Security sources in Britain say that it is "certainly a possibility" that the ricin poison made in London might have been taken abroad.

It is not clear from the traces found at the north London flat how much ricin might have been produced and possibly hidden elsewhere. Nor is it clear how many more individuals might have been working with those now under arrest.

Sources said that efforts by the UK anti-terrorist police to identify terrorist operatives handling ricin are now being replicated in European countries that have been specified by al-Qaeda as targets.

"While everyone is looking at what the British can turn up, there is a fear that similar threats could be activated by 'sleepers' in mainland Europe. You won't be told about it publicly but we are all racing to try to see what we can find," a European security source said on Friday.

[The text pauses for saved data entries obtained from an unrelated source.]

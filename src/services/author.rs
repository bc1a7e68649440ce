//! Author service
//!
//! Registration and CRUD for authors. Registration pre-checks the email
//! against every stored author and refuses duplicates; the store itself
//! carries no uniqueness constraint, so the pre-check is the only guard.

use anyhow::Context;
use sqlx::SqlitePool;

use crate::db::UnitOfWork;
use crate::models::{Author, RegisterAuthorInput};

use super::ServiceError;

/// Author service for managing registered authors
pub struct AuthorService {
    pool: SqlitePool,
}

impl AuthorService {
    /// Create a new author service on the given pool.
    pub fn new(pool: SqlitePool) -> Self {
        Self { pool }
    }

    /// Register a new author.
    ///
    /// # Errors
    ///
    /// - `Conflict` if the email is already registered
    pub async fn register(&self, input: RegisterAuthorInput) -> Result<Author, ServiceError> {
        let uow = UnitOfWork::begin(&self.pool).await?;

        // Linear scan; the author table stays small enough for this.
        let existing = uow
            .authors
            .get_all()
            .await
            .context("Failed to check registered emails")?;
        if existing.iter().any(|author| author.email == input.email) {
            return Err(ServiceError::Conflict(format!(
                "Email '{}' is already registered",
                input.email
            )));
        }

        let author = uow
            .authors
            .add(&Author::new(input.name, input.email, input.password))
            .await
            .context("Failed to create author")?;
        uow.save_changes().await?;

        tracing::info!(author_id = author.id, "registered author");
        Ok(author)
    }

    /// Get all authors.
    pub async fn get_all(&self) -> Result<Vec<Author>, ServiceError> {
        let uow = UnitOfWork::begin(&self.pool).await?;
        uow.authors
            .get_all()
            .await
            .context("Failed to list authors")
            .map_err(Into::into)
    }

    /// Get one author by id.
    ///
    /// # Errors
    ///
    /// - `NotFound` if no author has the given id
    pub async fn get_by_id(&self, id: i64) -> Result<Author, ServiceError> {
        let uow = UnitOfWork::begin(&self.pool).await?;
        uow.authors
            .get_by_id(id)
            .await
            .context("Failed to get author")?
            .ok_or_else(|| ServiceError::NotFound(format!("Author with id {} not found", id)))
    }

    /// Get the author matching the given credentials.
    ///
    /// # Errors
    ///
    /// - `NotFound` if no author matches; the boundary translates this into
    ///   an authentication failure
    pub async fn get_by_credentials(
        &self,
        email: &str,
        password: &str,
    ) -> Result<Author, ServiceError> {
        let uow = UnitOfWork::begin(&self.pool).await?;
        uow.authors
            .get_by_email_and_password(email, password)
            .await
            .context("Failed to look up author by credentials")?
            .ok_or_else(|| {
                ServiceError::NotFound(format!("No author matches credentials for '{}'", email))
            })
    }

    /// Update an existing author.
    ///
    /// # Errors
    ///
    /// - `NotFound` if no author has the given id
    pub async fn update(&self, id: i64, input: RegisterAuthorInput) -> Result<Author, ServiceError> {
        let uow = UnitOfWork::begin(&self.pool).await?;
        let mut author = uow
            .authors
            .get_by_id(id)
            .await
            .context("Failed to get author")?
            .ok_or_else(|| ServiceError::NotFound(format!("Author with id {} not found", id)))?;

        author.name = input.name;
        author.email = input.email;
        author.password = input.password;
        uow.authors
            .update(&author)
            .await
            .context("Failed to update author")?;
        uow.save_changes().await?;

        Ok(author)
    }

    /// Delete an author.
    ///
    /// # Errors
    ///
    /// - `NotFound` if no author has the given id
    pub async fn delete(&self, id: i64) -> Result<(), ServiceError> {
        let uow = UnitOfWork::begin(&self.pool).await?;
        uow.authors
            .get_by_id(id)
            .await
            .context("Failed to get author")?
            .ok_or_else(|| ServiceError::NotFound(format!("Author with id {} not found", id)))?;

        uow.authors
            .delete(id)
            .await
            .context("Failed to delete author")?;
        uow.save_changes().await?;

        Ok(())
    }
}

#[cfg(test)]
mod tests {
    use super::*;
    use crate::db::{create_test_pool, migrations};

    async fn setup() -> SqlitePool {
        let pool = create_test_pool().await.expect("Failed to create pool");
        migrations::run_migrations(&pool)
            .await
            .expect("Failed to run migrations");
        pool
    }

    fn registration(name: &str, email: &str) -> RegisterAuthorInput {
        RegisterAuthorInput {
            name: name.to_string(),
            email: email.to_string(),
            password: "secret".to_string(),
        }
    }

    #[tokio::test]
    async fn test_register_creates_author() {
        let pool = setup().await;
        let service = AuthorService::new(pool);

        let author = service
            .register(registration("Jane", "jane@example.com"))
            .await
            .unwrap();

        assert!(author.id > 0);
        assert_eq!(author.email, "jane@example.com");
    }

    #[tokio::test]
    async fn test_register_duplicate_email_conflicts() {
        let pool = setup().await;
        let service = AuthorService::new(pool);

        service
            .register(registration("Jane", "jane@example.com"))
            .await
            .unwrap();

        let result = service
            .register(registration("Impostor", "jane@example.com"))
            .await;
        assert!(matches!(result, Err(ServiceError::Conflict(_))));

        // The failed registration left nothing behind.
        let all = service.get_all().await.unwrap();
        assert_eq!(all.len(), 1);
    }

    #[tokio::test]
    async fn test_get_by_credentials() {
        let pool = setup().await;
        let service = AuthorService::new(pool);

        service
            .register(registration("Jane", "jane@example.com"))
            .await
            .unwrap();

        let author = service
            .get_by_credentials("jane@example.com", "secret")
            .await
            .unwrap();
        assert_eq!(author.name, "Jane");

        let wrong = service
            .get_by_credentials("jane@example.com", "nope")
            .await;
        assert!(matches!(wrong, Err(ServiceError::NotFound(_))));
    }

    #[tokio::test]
    async fn test_get_by_id_not_found() {
        let pool = setup().await;
        let service = AuthorService::new(pool);

        let result = service.get_by_id(999).await;
        assert!(matches!(result, Err(ServiceError::NotFound(_))));
    }

    #[tokio::test]
    async fn test_update_rewrites_fields() {
        let pool = setup().await;
        let service = AuthorService::new(pool);

        let author = service
            .register(registration("Jane", "jane@example.com"))
            .await
            .unwrap();

        let updated = service
            .update(author.id, registration("Jane Doe", "doe@example.com"))
            .await
            .unwrap();
        assert_eq!(updated.name, "Jane Doe");

        let fetched = service.get_by_id(author.id).await.unwrap();
        assert_eq!(fetched.email, "doe@example.com");
    }

    #[tokio::test]
    async fn test_update_missing_author_is_not_found() {
        let pool = setup().await;
        let service = AuthorService::new(pool);

        let result = service
            .update(999, registration("Ghost", "ghost@example.com"))
            .await;
        assert!(matches!(result, Err(ServiceError::NotFound(_))));
    }

    #[tokio::test]
    async fn test_delete_removes_author() {
        let pool = setup().await;
        let service = AuthorService::new(pool);

        let author = service
            .register(registration("Jane", "jane@example.com"))
            .await
            .unwrap();
        service.delete(author.id).await.unwrap();

        let result = service.get_by_id(author.id).await;
        assert!(matches!(result, Err(ServiceError::NotFound(_))));
    }
}
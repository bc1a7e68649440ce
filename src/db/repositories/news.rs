//! News repository
//!
//! Database operations for news rows. Tag associations live in the join
//! repository; this one only handles the row itself plus the filtered
//! listings (by rubric, author, or tag).

use std::sync::Arc;

use anyhow::{Context, Result};
use async_trait::async_trait;
use sqlx::Row;

use crate::db::unit_of_work::SharedTx;
use crate::models::News;

/// News repository trait
#[async_trait]
pub trait NewsRepository: Send + Sync {
    /// Get news by ID
    async fn get_by_id(&self, id: i64) -> Result<Option<News>>;

    /// List all news ordered by date, newest first
    async fn get_all(&self) -> Result<Vec<News>>;

    /// List all news in a rubric
    async fn get_all_by_rubric_id(&self, rubric_id: i64) -> Result<Vec<News>>;

    /// List all news by an author
    async fn get_all_by_author_id(&self, author_id: i64) -> Result<Vec<News>>;

    /// List all news carrying a tag
    async fn get_all_by_tag_id(&self, tag_id: i64) -> Result<Vec<News>>;

    /// Insert a new news row, returning it with its assigned id
    async fn add(&self, news: &News) -> Result<News>;

    /// Update an existing news row
    async fn update(&self, news: &News) -> Result<()>;

    /// Delete a news row; join rows go with it via cascade
    async fn delete(&self, id: i64) -> Result<()>;
}

/// SQLx-based news repository bound to a unit of work transaction.
pub struct SqlxNewsRepository {
    tx: SharedTx,
}

impl SqlxNewsRepository {
    pub(crate) fn new(tx: SharedTx) -> Self {
        Self { tx }
    }

    pub(crate) fn shared(tx: SharedTx) -> Arc<dyn NewsRepository> {
        Arc::new(Self::new(tx))
    }
}

#[async_trait]
impl NewsRepository for SqlxNewsRepository {
    async fn get_by_id(&self, id: i64) -> Result<Option<News>> {
        let mut state = self.tx.lock().await;
        let row = sqlx::query(
            "SELECT id, title, body, date, author_id, rubric_id FROM news WHERE id = ?",
        )
        .bind(id)
        .fetch_optional(state.conn()?)
        .await
        .context("Failed to get news by ID")?;

        row.map(|row| row_to_news(&row)).transpose()
    }

    async fn get_all(&self) -> Result<Vec<News>> {
        let mut state = self.tx.lock().await;
        let rows = sqlx::query(
            "SELECT id, title, body, date, author_id, rubric_id FROM news ORDER BY date DESC, id DESC",
        )
        .fetch_all(state.conn()?)
        .await
        .context("Failed to list news")?;

        rows.iter().map(row_to_news).collect()
    }

    async fn get_all_by_rubric_id(&self, rubric_id: i64) -> Result<Vec<News>> {
        let mut state = self.tx.lock().await;
        let rows = sqlx::query(
            r#"
            SELECT id, title, body, date, author_id, rubric_id
            FROM news
            WHERE rubric_id = ?
            ORDER BY date DESC, id DESC
            "#,
        )
        .bind(rubric_id)
        .fetch_all(state.conn()?)
        .await
        .context("Failed to list news by rubric")?;

        rows.iter().map(row_to_news).collect()
    }

    async fn get_all_by_author_id(&self, author_id: i64) -> Result<Vec<News>> {
        let mut state = self.tx.lock().await;
        let rows = sqlx::query(
            r#"
            SELECT id, title, body, date, author_id, rubric_id
            FROM news
            WHERE author_id = ?
            ORDER BY date DESC, id DESC
            "#,
        )
        .bind(author_id)
        .fetch_all(state.conn()?)
        .await
        .context("Failed to list news by author")?;

        rows.iter().map(row_to_news).collect()
    }

    async fn get_all_by_tag_id(&self, tag_id: i64) -> Result<Vec<News>> {
        let mut state = self.tx.lock().await;
        let rows = sqlx::query(
            r#"
            SELECT n.id, n.title, n.body, n.date, n.author_id, n.rubric_id
            FROM news n
            INNER JOIN news_tags nt ON n.id = nt.news_id
            WHERE nt.tag_id = ?
            ORDER BY n.date DESC, n.id DESC
            "#,
        )
        .bind(tag_id)
        .fetch_all(state.conn()?)
        .await
        .context("Failed to list news by tag")?;

        rows.iter().map(row_to_news).collect()
    }

    async fn add(&self, news: &News) -> Result<News> {
        let mut state = self.tx.lock().await;
        let result = sqlx::query(
            "INSERT INTO news (title, body, date, author_id, rubric_id) VALUES (?, ?, ?, ?, ?)",
        )
        .bind(&news.title)
        .bind(&news.body)
        .bind(news.date)
        .bind(news.author_id)
        .bind(news.rubric_id)
        .execute(state.conn()?)
        .await
        .context("Failed to create news")?;
        state.record_rows(result.rows_affected());

        Ok(News {
            id: result.last_insert_rowid(),
            title: news.title.clone(),
            body: news.body.clone(),
            date: news.date,
            author_id: news.author_id,
            rubric_id: news.rubric_id,
        })
    }

    async fn update(&self, news: &News) -> Result<()> {
        let mut state = self.tx.lock().await;
        let result = sqlx::query(
            "UPDATE news SET title = ?, body = ?, date = ?, author_id = ?, rubric_id = ? WHERE id = ?",
        )
        .bind(&news.title)
        .bind(&news.body)
        .bind(news.date)
        .bind(news.author_id)
        .bind(news.rubric_id)
        .bind(news.id)
        .execute(state.conn()?)
        .await
        .context("Failed to update news")?;
        state.record_rows(result.rows_affected());

        Ok(())
    }

    async fn delete(&self, id: i64) -> Result<()> {
        let mut state = self.tx.lock().await;
        let result = sqlx::query("DELETE FROM news WHERE id = ?")
            .bind(id)
            .execute(state.conn()?)
            .await
            .context("Failed to delete news")?;
        state.record_rows(result.rows_affected());

        Ok(())
    }
}

fn row_to_news(row: &sqlx::sqlite::SqliteRow) -> Result<News> {
    Ok(News {
        id: row.get("id"),
        title: row.get("title"),
        body: row.get("body"),
        date: row.get("date"),
        author_id: row.get("author_id"),
        rubric_id: row.get("rubric_id"),
    })
}
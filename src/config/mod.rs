//! Configuration management
//!
//! This module handles loading and parsing configuration for the news
//! backend. Configuration can be loaded from:
//! - a config.toml file
//! - environment variables (override file settings)
//!
//! Missing optional values are filled with sensible defaults.

use serde::{Deserialize, Serialize};

/// Main configuration structure
#[derive(Debug, Clone, Default, Serialize, Deserialize)]
pub struct Config {
    /// Database configuration
    #[serde(default)]
    pub database: DatabaseConfig,
    /// Authentication configuration
    #[serde(default)]
    pub auth: AuthConfig,
}

/// Database configuration
#[derive(Debug, Clone, Serialize, Deserialize)]
pub struct DatabaseConfig {
    /// SQLite database path or URL
    #[serde(default = "default_database_url")]
    pub url: String,
    /// Maximum pooled connections
    #[serde(default = "default_max_connections")]
    pub max_connections: u32,
}

impl Default for DatabaseConfig {
    fn default() -> Self {
        Self {
            url: default_database_url(),
            max_connections: default_max_connections(),
        }
    }
}

fn default_database_url() -> String {
    "data/newsdesk.db".to_string()
}

fn default_max_connections() -> u32 {
    20
}

/// Authentication configuration
#[derive(Debug, Clone, Serialize, Deserialize)]
pub struct AuthConfig {
    /// Secret used to sign bearer tokens
    #[serde(default = "default_jwt_secret")]
    pub jwt_secret: String,
    /// Token lifetime in hours
    #[serde(default = "default_token_expiration_hours")]
    pub token_expiration_hours: i64,
}

impl Default for AuthConfig {
    fn default() -> Self {
        Self {
            jwt_secret: default_jwt_secret(),
            token_expiration_hours: default_token_expiration_hours(),
        }
    }
}

fn default_jwt_secret() -> String {
    // Development fallback; deployments are expected to override it.
    "newsdesk-dev-secret".to_string()
}

fn default_token_expiration_hours() -> i64 {
    24
}

/// Error type for configuration parsing
#[derive(Debug, thiserror::Error)]
pub enum ConfigError {
    #[error("Failed to read config file '{path}': {source}")]
    FileRead {
        path: String,
        source: std::io::Error,
    },
    #[error("Failed to parse config file '{path}': {message}")]
    ParseError { path: String, message: String },
}

impl Config {
    /// Load configuration from file.
    ///
    /// If the file doesn't exist or is empty, returns default configuration.
    /// If the file exists but is invalid TOML, returns an error with details.
    pub fn load(path: &std::path::Path) -> anyhow::Result<Self> {
        if !path.exists() {
            return Ok(Self::default());
        }

        let content = std::fs::read_to_string(path).map_err(|e| ConfigError::FileRead {
            path: path.display().to_string(),
            source: e,
        })?;

        if content.trim().is_empty() {
            return Ok(Self::default());
        }

        let config: Config = toml::from_str(&content).map_err(|e| ConfigError::ParseError {
            path: path.display().to_string(),
            message: e.to_string(),
        })?;

        Ok(config)
    }

    /// Load configuration from file with environment variable overrides.
    ///
    /// Environment variables follow the pattern:
    /// - NEWSDESK_DATABASE_URL
    /// - NEWSDESK_DATABASE_MAX_CONNECTIONS
    /// - NEWSDESK_JWT_SECRET
    /// - NEWSDESK_TOKEN_EXPIRATION_HOURS
    pub fn load_with_env(path: &std::path::Path) -> anyhow::Result<Self> {
        let mut config = Self::load(path)?;
        config.apply_env_overrides();
        Ok(config)
    }

    /// Apply environment variable overrides to the configuration
    fn apply_env_overrides(&mut self) {
        if let Ok(url) = std::env::var("NEWSDESK_DATABASE_URL") {
            self.database.url = url;
        }
        if let Ok(max) = std::env::var("NEWSDESK_DATABASE_MAX_CONNECTIONS") {
            if let Ok(max) = max.parse::<u32>() {
                self.database.max_connections = max;
            }
        }
        if let Ok(secret) = std::env::var("NEWSDESK_JWT_SECRET") {
            self.auth.jwt_secret = secret;
        }
        if let Ok(hours) = std::env::var("NEWSDESK_TOKEN_EXPIRATION_HOURS") {
            if let Ok(hours) = hours.parse::<i64>() {
                self.auth.token_expiration_hours = hours;
            }
        }
    }
}
//! Rubric model
//!
//! A rubric is the section a news item is filed under. News items reference
//! rubrics by id and are mapped to and from the rubric name at the transfer
//! boundary.

use chrono::{DateTime, Utc};
use serde::{Deserialize, Serialize};

/// Rubric entity.
#[derive(Debug, Clone, Serialize, Deserialize, PartialEq)]
pub struct Rubric {
    /// Unique identifier
    pub id: i64,
    /// Rubric name
    pub name: String,
    /// Creation timestamp
    pub created_at: DateTime<Utc>,
}

impl Rubric {
    /// Create a new Rubric with the given name.
    ///
    /// The ID will be set to 0 and should be assigned by the database.
    pub fn new(name: String) -> Self {
        Self {
            id: 0, // Will be set by the database
            name,
            created_at: Utc::now(),
        }
    }
}
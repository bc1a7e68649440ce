//! Data models
//!
//! This module contains all data structures used throughout the news backend.
//! Models represent:
//! - Database entities (Author, News, Rubric, Tag, and the NewsTag join row)
//! - The flat transfer shape exchanged with external callers
//! - Service input types

mod author;
mod news;
mod rubric;
mod tag;

pub use author::{Author, RegisterAuthorInput};
pub use news::{News, NewsTag, NewsTransfer, NewsWithTags};
pub use rubric::Rubric;
pub use tag::Tag;
//! Services
//!
//! Business logic for the news backend. Each service runs one unit of work
//! per operation: lookups and staged writes share a transaction, and
//! mutating operations commit exactly once at the end.

pub mod auth;
pub mod author;
pub mod news;
pub mod news_mapper;
pub mod rubric;
pub mod tag;
pub mod tag_resolver;

pub use auth::{AuthService, Claims};
pub use author::AuthorService;
pub use news::NewsService;
pub use news_mapper::NewsMapper;
pub use rubric::RubricService;
pub use tag::TagService;
pub use tag_resolver::TagResolver;

/// Error types for service operations.
///
/// Every failure is a single attempt: nothing here is retried internally.
/// The boundary layer translates variants into client-visible responses.
#[derive(Debug, thiserror::Error)]
pub enum ServiceError {
    /// An id or name lookup yielded no entity
    #[error("Not found: {0}")]
    NotFound(String),

    /// A uniqueness pre-check failed (duplicate registration email)
    #[error("Conflict: {0}")]
    Conflict(String),

    /// Invalid input (blank tag name and similar)
    #[error("Validation error: {0}")]
    Validation(String),

    /// Internal error
    #[error("Internal error: {0}")]
    Internal(#[from] anyhow::Error),
}
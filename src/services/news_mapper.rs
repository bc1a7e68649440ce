//! News mapper
//!
//! Converts between the persisted news aggregate and the flat transfer
//! shape exchanged with external callers. Outbound, ids are resolved to
//! author/rubric names and the tag set is collected through the join table.
//! Inbound, names are resolved back to ids: author and rubric must already
//! exist by exact name, while tags are created on demand through the tag
//! resolver.
//!
//! All lookups run in a fixed sequence on the mapper's unit of work: author,
//! then rubric, then tags. Nothing is committed here; the calling service
//! owns the commit.

use anyhow::Context;

use crate::db::UnitOfWork;
use crate::models::{News, NewsTransfer, NewsWithTags, Tag};

use super::{ServiceError, TagResolver};

/// Maps news aggregates to and from the flat transfer shape within one unit
/// of work.
pub struct NewsMapper<'a> {
    uow: &'a UnitOfWork,
}

impl<'a> NewsMapper<'a> {
    /// Create a mapper bound to the given unit of work.
    pub fn new(uow: &'a UnitOfWork) -> Self {
        Self { uow }
    }

    /// Map a persisted news row to its flat representation.
    ///
    /// # Errors
    ///
    /// - `NotFound` if the author or rubric foreign key does not resolve, or
    ///   a join row points at a missing tag. Both mean the store itself is
    ///   inconsistent, so they are also logged at error level.
    pub async fn to_transfer(&self, news: &News) -> Result<NewsTransfer, ServiceError> {
        let author = self
            .uow
            .authors
            .get_by_id(news.author_id)
            .await
            .context("Failed to load news author")?
            .ok_or_else(|| {
                tracing::error!(
                    news_id = news.id,
                    author_id = news.author_id,
                    "news row references a missing author"
                );
                ServiceError::NotFound(format!(
                    "Author with id {} referenced by news {} not found",
                    news.author_id, news.id
                ))
            })?;

        let rubric = self
            .uow
            .rubrics
            .get_by_id(news.rubric_id)
            .await
            .context("Failed to load news rubric")?
            .ok_or_else(|| {
                tracing::error!(
                    news_id = news.id,
                    rubric_id = news.rubric_id,
                    "news row references a missing rubric"
                );
                ServiceError::NotFound(format!(
                    "Rubric with id {} referenced by news {} not found",
                    news.rubric_id, news.id
                ))
            })?;

        let associations = self
            .uow
            .news_tags
            .get_by_news_id(news.id)
            .await
            .context("Failed to load news tag associations")?;

        let mut tags = Vec::with_capacity(associations.len());
        for association in &associations {
            let tag = self
                .uow
                .tags
                .get_by_id(association.tag_id)
                .await
                .context("Failed to load news tag")?
                .ok_or_else(|| {
                    tracing::error!(
                        news_id = news.id,
                        tag_id = association.tag_id,
                        "news tag association references a missing tag"
                    );
                    ServiceError::NotFound(format!(
                        "Tag with id {} referenced by news {} not found",
                        association.tag_id, news.id
                    ))
                })?;
            tags.push(tag);
        }

        Ok(NewsTransfer {
            id: news.id,
            title: news.title.clone(),
            body: news.body.clone(),
            tags: Self::tag_names(&tags),
            date: news.date,
            author_name: author.name,
            rubric_name: rubric.name,
        })
    }

    /// Map a list of news rows, preserving input order.
    ///
    /// Fails on the first item that cannot be mapped; there is no
    /// partial-success mode.
    pub async fn to_transfer_many(
        &self,
        list: &[News],
    ) -> Result<Vec<NewsTransfer>, ServiceError> {
        let mut transfers = Vec::with_capacity(list.len());
        for news in list {
            transfers.push(self.to_transfer(news).await?);
        }
        Ok(transfers)
    }

    /// Map a flat representation to a news aggregate.
    ///
    /// The author and rubric must already exist under the transfer's exact
    /// (trimmed) names. Tags are resolved through the tag resolver, creating
    /// missing ones; the returned aggregate carries them in memory only, and
    /// no join rows are persisted here.
    ///
    /// # Errors
    ///
    /// - `NotFound` if the author or rubric name does not resolve. The
    ///   failure happens before any tag is created, so a bad reference
    ///   stages no writes at all.
    pub async fn from_transfer(
        &self,
        transfer: &NewsTransfer,
    ) -> Result<NewsWithTags, ServiceError> {
        let author_name = transfer.author_name.trim();
        let author = self
            .uow
            .authors
            .get_by_name(author_name)
            .await
            .context("Failed to look up author by name")?
            .ok_or_else(|| {
                ServiceError::NotFound(format!("Author '{}' not found", author_name))
            })?;

        let rubric_name = transfer.rubric_name.trim();
        let rubric = self
            .uow
            .rubrics
            .get_by_name(rubric_name)
            .await
            .context("Failed to look up rubric by name")?
            .ok_or_else(|| {
                ServiceError::NotFound(format!("Rubric '{}' not found", rubric_name))
            })?;

        let resolver = TagResolver::new(self.uow);
        let tags = resolver.resolve_or_create(&transfer.tags).await?;

        Ok(NewsWithTags {
            news: News {
                id: transfer.id,
                title: transfer.title.clone(),
                body: transfer.body.clone(),
                date: transfer.date,
                author_id: author.id,
                rubric_id: rubric.id,
            },
            tags,
        })
    }

    /// Project tags to their names, preserving order. Pure; no lookups.
    pub fn tag_names(tags: &[Tag]) -> Vec<String> {
        tags.iter().map(|tag| tag.name.clone()).collect()
    }
}
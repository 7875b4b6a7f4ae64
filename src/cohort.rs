//! Entities riding a platform and the cross-map relocation protocol.

use crate::events::SessionLayer;
use crate::math::{Point3, Vec3};
use crate::world::{Entity, EntityId, MapId, World};
use std::collections::HashMap;
use tracing::{debug, warn};

/// What happened to one boarded passenger during a map change.
#[derive(Clone, Copy, Debug, PartialEq, Eq)]
pub enum TransferOutcome {
    Transferred,
    /// missing destination entitlement; sent to the fallback point and dropped
    RedirectedToFallback,
    /// no longer present in the registry
    Dropped,
    /// destination map unresolvable; left in place, no retry
    Stranded,
}

#[derive(Default)]
pub struct Cohort {
    boarded: HashMap<EntityId, (Entity, Vec3)>,
    attached: Vec<(Entity, Vec3)>,
    loose: HashMap<EntityId, Entity>,
}

impl Cohort {
    /// Starts tracking a boarded passenger.  Idempotent: a repeated board
    /// keeps the offset captured the first time.
    pub fn board(&mut self, entity: &Entity, platform_pos: Point3) {
        self.boarded
            .entry(entity.get_id())
            .or_insert_with(|| (entity.clone(), entity.get_pos() - platform_pos));
    }

    /// Stops tracking without moving the entity.
    pub fn disembark(&mut self, id: EntityId) {
        self.boarded.remove(&id);
    }

    pub fn boarded_offset(&self, id: EntityId) -> Option<Vec3> {
        self.boarded.get(&id).map(|(_, offset)| *offset)
    }

    pub fn boarded_count(&self) -> usize {
        self.boarded.len()
    }

    /// Binds a scripted entity at a fixed offset for the platform's lifetime.
    pub fn attach(&mut self, entity: Entity, offset: Vec3) {
        self.attached.push((entity, offset));
    }

    pub fn attached_count(&self) -> usize {
        self.attached.len()
    }

    pub fn add_loose_rider(&mut self, entity: &Entity) {
        self.loose.insert(entity.get_id(), entity.clone());
    }

    pub fn clear_loose_riders(&mut self) {
        self.loose.clear();
    }

    pub fn loose_rider_count(&self) -> usize {
        self.loose.len()
    }

    /// Same-map repositioning: boarded and attached entities follow the
    /// platform at their stored offsets.
    pub fn move_all(&self, platform_pos: Point3) {
        for (entity, offset) in self.boarded.values() {
            entity.set_pos(platform_pos + *offset);
        }
        for (entity, offset) in &self.attached {
            entity.set_pos(platform_pos + *offset);
        }
    }

    /// Carries the bound scripted entities into the destination map.  They
    /// are moved in lockstep, never routed through the relocation protocol.
    pub fn carry_attached(&self, dest_map: MapId, platform_pos: Point3) {
        for (entity, offset) in &self.attached {
            entity.relocate(dest_map, platform_pos + *offset);
        }
    }

    /// Cross-map relocation protocol.  Every boarded passenger is handled
    /// independently; one passenger's failure never blocks the others, and
    /// the caller switches the platform's own map only after this returns.
    pub fn relocate_across_maps(
        &mut self,
        world: &World,
        sessions: &dyn SessionLayer,
        platform_entry: u32,
        dest_map: MapId,
        dest_pos: Point3,
        src_map: MapId,
    ) -> Vec<(EntityId, TransferOutcome)> {
        let dest_info = world.map_info(dest_map);
        let mut outcomes = Vec::with_capacity(self.boarded.len());

        let ids: Vec<EntityId> = self.boarded.keys().copied().collect();
        for id in ids {
            // the registry is the source of truth, stale handles are dropped
            let Some(entity) = world.entity(id) else {
                self.boarded.remove(&id);
                outcomes.push((id, TransferOutcome::Dropped));
                continue;
            };

            let Some(dest_info) = dest_info else {
                warn!(
                    entity = id,
                    map = dest_map,
                    "destination map not in registry, passenger stranded"
                );
                self.boarded.remove(&id);
                outcomes.push((id, TransferOutcome::Stranded));
                continue;
            };

            if !entity.has_entitlement(dest_info.required_entitlement) {
                // no access to the destination content: repop at the fallback
                // point of the map the passenger is currently on
                if let Some(here) = world.map_info(entity.get_map()) {
                    entity.set_pos(here.fallback_point);
                }
                debug!(entity = id, map = dest_map, "passenger lacks entitlement, redirected");
                self.boarded.remove(&id);
                outcomes.push((id, TransferOutcome::RedirectedToFallback));
                continue;
            }

            sessions.transfer_pending(id, dest_map, platform_entry, src_map);
            let offset = self
                .boarded
                .get(&id)
                .map(|(_, offset)| *offset)
                .unwrap_or_default();
            entity.relocate(dest_map, dest_pos + offset);
            outcomes.push((id, TransferOutcome::Transferred));
        }

        outcomes
    }

    /// Drops all tracking; riders keep whatever position they last had.
    pub fn release_all(&mut self) {
        self.boarded.clear();
        self.attached.clear();
        self.loose.clear();
    }
}
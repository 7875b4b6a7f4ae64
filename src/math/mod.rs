mod point;
mod vec;

pub use point::Point3;
pub use vec::Vec3;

The information that led to the London arrests did not come from abroad, though a key part of the suspects' interrogation will centre on any ties they may have to other countries, in particular the north African populations in France and Spain.

US concerns about the use of ricin led the FBI on Friday to issue a special bulletin alerting US police to the dangers of the deadly toxin. In a special edition of the FBI Intelligence Bulletin the agency gave a detailed explanation off its potential uses and effects.